Voix d’au-delà
Il zigzaguait entre deux voitures mal garées comme s’il ne parvenait pas à sortir de là et il parlait à son téléphone portable avec des gestes de désespoir. Puis il le jeta à terre.
- Plus de batterie ? demandai-je en signe de solidarité.
- Non.
- La communication a été coupée ?
- Elle s’est arrêtée en enfer.
- Et maintenant ?
- Maintenant je n’arrive plus à en sortir.
- Décrochez.
- Peux pas, continua-t-il dans son style bref, et il se mit à piétiner le portable avec une rage inusitée quand il s’agit de maltraiter des objets inanimés.
- Ecoutez, piétiner un objet comme ça, sans pitié, c’est un péché.
Il s’arrêta un instant et dit :
- De toute façon, je ne m’en sortirai pas.
- Calmez-vous, vous avez encore une longue route jusqu’à l’enfer.

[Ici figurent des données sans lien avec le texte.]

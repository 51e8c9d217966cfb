// Copyright 2025 the Pixelpen Authors
// SPDX-License-Identifier: Apache-2.0

//! Uniform dab placement along the straight segments of a stroke.
//!
//! Dabs sit at equal arc-length intervals. The distance travelled since the
//! last dab carries over from one segment to the next, so the spacing does
//! not depend on how often the pointer reports positions.

use super::angle::AngleSettings;
use super::spacing::Spacing;
use super::{Dab, PaintTarget};
use crate::settings;
use kurbo::Point;
use rand::SeedableRng;
use rand::rngs::StdRng;

#[derive(Debug, Clone)]
pub struct LinearDabs {
    spacing: Spacing,
    angle: AngleSettings,
    /// Unconsumed distance since the previous dab
    dist_from_last_dab: f64,
    prev: Option<Point>,
    /// Dabs per segment before the placement loop gives up
    max_dabs_per_segment: Option<usize>,
    rng: StdRng,
}

impl LinearDabs {
    pub fn new(spacing: Spacing, angle: AngleSettings, max_dabs_per_segment: Option<usize>, seed: u64) -> Self {
        Self {
            spacing,
            angle,
            dist_from_last_dab: 0.0,
            prev: None,
            max_dabs_per_segment,
            rng: StdRng::seed_from_u64(seed),
        }
    }

    /// Refresh the cached copy of the shared settings
    pub fn apply_settings(&mut self, spacing: Spacing, angle: AngleSettings) {
        self.spacing = spacing;
        self.angle = angle;
    }

    pub fn spacing(&self) -> Spacing {
        self.spacing
    }

    pub fn angle_settings(&self) -> AngleSettings {
        self.angle
    }

    pub fn dist_from_last_dab(&self) -> f64 {
        self.dist_from_last_dab
    }

    pub fn prev(&self) -> Option<Point> {
        self.prev
    }

    /// Move the reference point without drawing
    pub fn set_prev(&mut self, p: Point) {
        self.prev = Some(p);
    }

    /// Begin a stroke at `p`.
    ///
    /// Angle-aware brushes wait for a direction: the carried distance is
    /// seeded so that the first dab lands shortly after the start.
    pub fn start(&mut self, p: Point, radius: f64, target: &mut dyn PaintTarget) {
        self.prev = Some(p);
        if self.angle.angle_aware {
            self.dist_from_last_dab = settings::brush::ANGLE_AWARE_SEED_FACTOR * self.spacing.spacing(radius);
        } else {
            self.dist_from_last_dab = 0.0;
            let angle = self.angle.jitter(0.0, &mut self.rng);
            target.put_dab(Dab {
                pos: p,
                radius,
                angle,
            });
        }
    }

    /// Place the dabs between the previous point and `end`, returning how
    /// many were placed
    pub fn advance(&mut self, end: Point, radius: f64, target: &mut dyn PaintTarget) -> usize {
        let Some(start) = self.prev else {
            debug_assert!(false, "dab placement continued without a start");
            self.start(end, radius, target);
            return 0;
        };

        let spacing = self.spacing.spacing(radius);
        if !(spacing > 0.0 && spacing.is_finite()) {
            tracing::warn!("skipping segment, invalid dab spacing {spacing}");
            self.prev = Some(end);
            return 0;
        }

        let delta = end - start;
        let len = delta.hypot();
        if len == 0.0 || !len.is_finite() {
            return 0;
        }

        let mut count = ((len + self.dist_from_last_dab) / spacing).floor() as usize;
        let mut capped = false;
        if let Some(cap) = self.max_dabs_per_segment {
            if count > cap {
                tracing::warn!("dab count {count} over the per-segment cap {cap}");
                count = cap;
                capped = true;
            }
        }

        let base_angle = if self.angle.angle_aware { delta.atan2() } else { 0.0 };
        let first = spacing - self.dist_from_last_dab;
        for i in 0..count {
            let t = (first + i as f64 * spacing) / len;
            let angle = self.angle.jitter(base_angle, &mut self.rng);
            target.put_dab(Dab {
                pos: start + delta * t,
                radius,
                angle,
            });
        }

        if count > 0 {
            let last = first + (count - 1) as f64 * spacing;
            let leftover = (len - last).max(0.0);
            self.dist_from_last_dab = if capped { leftover % spacing } else { leftover };
        } else {
            self.dist_from_last_dab += len;
        }
        self.prev = Some(end);
        count
    }
}

#[cfg(test)]
mod tests {
    use super::*;
    use crate::brush::{Mark, MarkRecorder};
    use approx::assert_abs_diff_eq;

    fn dabs(spacing: f64) -> LinearDabs {
        LinearDabs::new(Spacing::Fixed(spacing), AngleSettings::NOT_ANGLE_AWARE, Some(1000), 1)
    }

    fn dab_positions(rec: &MarkRecorder) -> Vec<Point> {
        rec.marks
            .iter()
            .filter_map(|m| match m {
                Mark::Dab(d) => Some(d.pos),
                _ => None,
            })
            .collect()
    }

    #[test]
    fn non_angle_aware_draws_first_dab_at_start() {
        let mut rec = MarkRecorder::default();
        let mut d = dabs(3.0);
        d.start(Point::new(5.0, 5.0), 10.0, &mut rec);
        assert_eq!(dab_positions(&rec), vec![Point::new(5.0, 5.0)]);
        assert_eq!(d.dist_from_last_dab(), 0.0);
    }

    #[test]
    fn angle_aware_seeds_distance_instead_of_drawing() {
        let mut rec = MarkRecorder::default();
        let mut d = LinearDabs::new(Spacing::Fixed(10.0), AngleSettings::new(true, 0.0), None, 1);
        d.start(Point::ZERO, 5.0, &mut rec);
        assert!(rec.marks.is_empty());
        assert_abs_diff_eq!(d.dist_from_last_dab(), 8.0);

        d.advance(Point::new(5.0, 0.0), 5.0, &mut rec);
        let placed = dab_positions(&rec);
        assert_eq!(placed.len(), 1);
        assert_abs_diff_eq!(placed[0].x, 2.0, epsilon = 1e-12);
    }

    #[test]
    fn dab_count_matches_floor_formula() {
        let cases = [(10.0, 3.0, 0.0), (10.0, 3.0, 2.0), (7.5, 2.5, 1.25), (1.0, 4.0, 2.0), (100.0, 7.0, 6.5)];
        for (len, spacing, carried) in cases {
            let mut rec = MarkRecorder::default();
            let mut d = dabs(spacing);
            d.set_prev(Point::ZERO);
            d.dist_from_last_dab = carried;
            let count = d.advance(Point::new(len, 0.0), 1.0, &mut rec);
            assert_eq!(count, ((len + carried) / spacing).floor() as usize, "L={len} S={spacing} d={carried}");
            assert_eq!(rec.marks.len(), count);
            let leftover = d.dist_from_last_dab();
            assert!((0.0..spacing).contains(&leftover), "leftover {leftover} for S={spacing}");
        }
    }

    #[test]
    fn spacing_is_uniform_across_segments() {
        let mut rec = MarkRecorder::default();
        let mut d = dabs(4.0);
        d.start(Point::ZERO, 1.0, &mut rec);
        for x in [1.0, 2.5, 9.0, 13.0, 20.0] {
            d.advance(Point::new(x, 0.0), 1.0, &mut rec);
        }
        let xs: Vec<f64> = dab_positions(&rec).iter().map(|p| p.x).collect();
        assert_eq!(xs.len(), 6);
        for (i, x) in xs.iter().enumerate() {
            assert_abs_diff_eq!(*x, 4.0 * i as f64, epsilon = 1e-9);
        }
    }

    #[test]
    fn short_segments_accumulate() {
        let mut rec = MarkRecorder::default();
        let mut d = dabs(10.0);
        d.start(Point::ZERO, 1.0, &mut rec);
        d.advance(Point::new(3.0, 0.0), 1.0, &mut rec);
        d.advance(Point::new(6.0, 0.0), 1.0, &mut rec);
        assert_eq!(rec.marks.len(), 1);
        assert_abs_diff_eq!(d.dist_from_last_dab(), 6.0);
    }

    #[test]
    fn zero_length_segment_is_skipped() {
        let mut rec = MarkRecorder::default();
        let mut d = dabs(2.0);
        d.start(Point::new(1.0, 1.0), 1.0, &mut rec);
        assert_eq!(d.advance(Point::new(1.0, 1.0), 1.0, &mut rec), 0);
        assert_eq!(d.dist_from_last_dab(), 0.0);
    }

    #[test]
    fn invalid_spacing_draws_nothing() {
        let mut rec = MarkRecorder::default();
        let mut d = dabs(0.0);
        d.set_prev(Point::ZERO);
        assert_eq!(d.advance(Point::new(50.0, 0.0), 1.0, &mut rec), 0);
        assert!(rec.marks.is_empty());
    }

    #[test]
    fn cap_limits_runaway_segments() {
        let mut rec = MarkRecorder::default();
        let mut d = LinearDabs::new(Spacing::Fixed(0.001), AngleSettings::NOT_ANGLE_AWARE, Some(1000), 1);
        d.set_prev(Point::ZERO);
        assert_eq!(d.advance(Point::new(100.0, 0.0), 1.0, &mut rec), 1000);
        assert!(d.dist_from_last_dab() < 0.001);
    }

    #[test]
    fn angle_follows_direction() {
        let mut rec = MarkRecorder::default();
        let mut d = LinearDabs::new(Spacing::Fixed(1.0), AngleSettings::new(true, 0.0), None, 1);
        d.start(Point::ZERO, 1.0, &mut rec);
        d.advance(Point::new(0.0, 10.0), 1.0, &mut rec);
        for mark in &rec.marks {
            if let Mark::Dab(dab) = mark {
                assert_abs_diff_eq!(dab.angle, std::f64::consts::FRAC_PI_2, epsilon = 1e-12);
            }
        }
        assert!(!rec.marks.is_empty());
    }
}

A peine s’était-il adossé à l’une des voitures que son portable sonna. Par ses gestes, par ses hochements de tête, je pense avoir reconstitué fidèlement la conversation suivante :
- John, il faut que tu traverses ce désert tout seul, et le mieux possible, si tu veux survivre. Mais n’en cherche pas les raisons. Ne dis pas « Cela en vaut-il la peine ? ». Parce que ce ne sera plus toi qui parles. Je ne peux plus t’aider.
- Mais je ne m’appelle pas John. Et je ne vois aucun désert.
- C’est cela même. Ce désert se ressent. S’il était visible, tu verrais aussi celui qui te parle.
- Je ne comprends rien aux mystères.
- C’est cela même. C’est parce que tu ne comprends rien aux mystères que tu dois traverser ce désert.
Un bref intervalle suivit.
- C’est une vallée de chiffres – on entendait toujours la voix, maintenant lointaine. – Ne cherche pas à les interpréter. Ce sont des chiffres inutilisés.
Il regarda longuement dans différentes directions, puis il retira avec précaution les touches des chiffres du portable, le mit dans sa poche, et, d’un air décidé, poursuivit son chemin.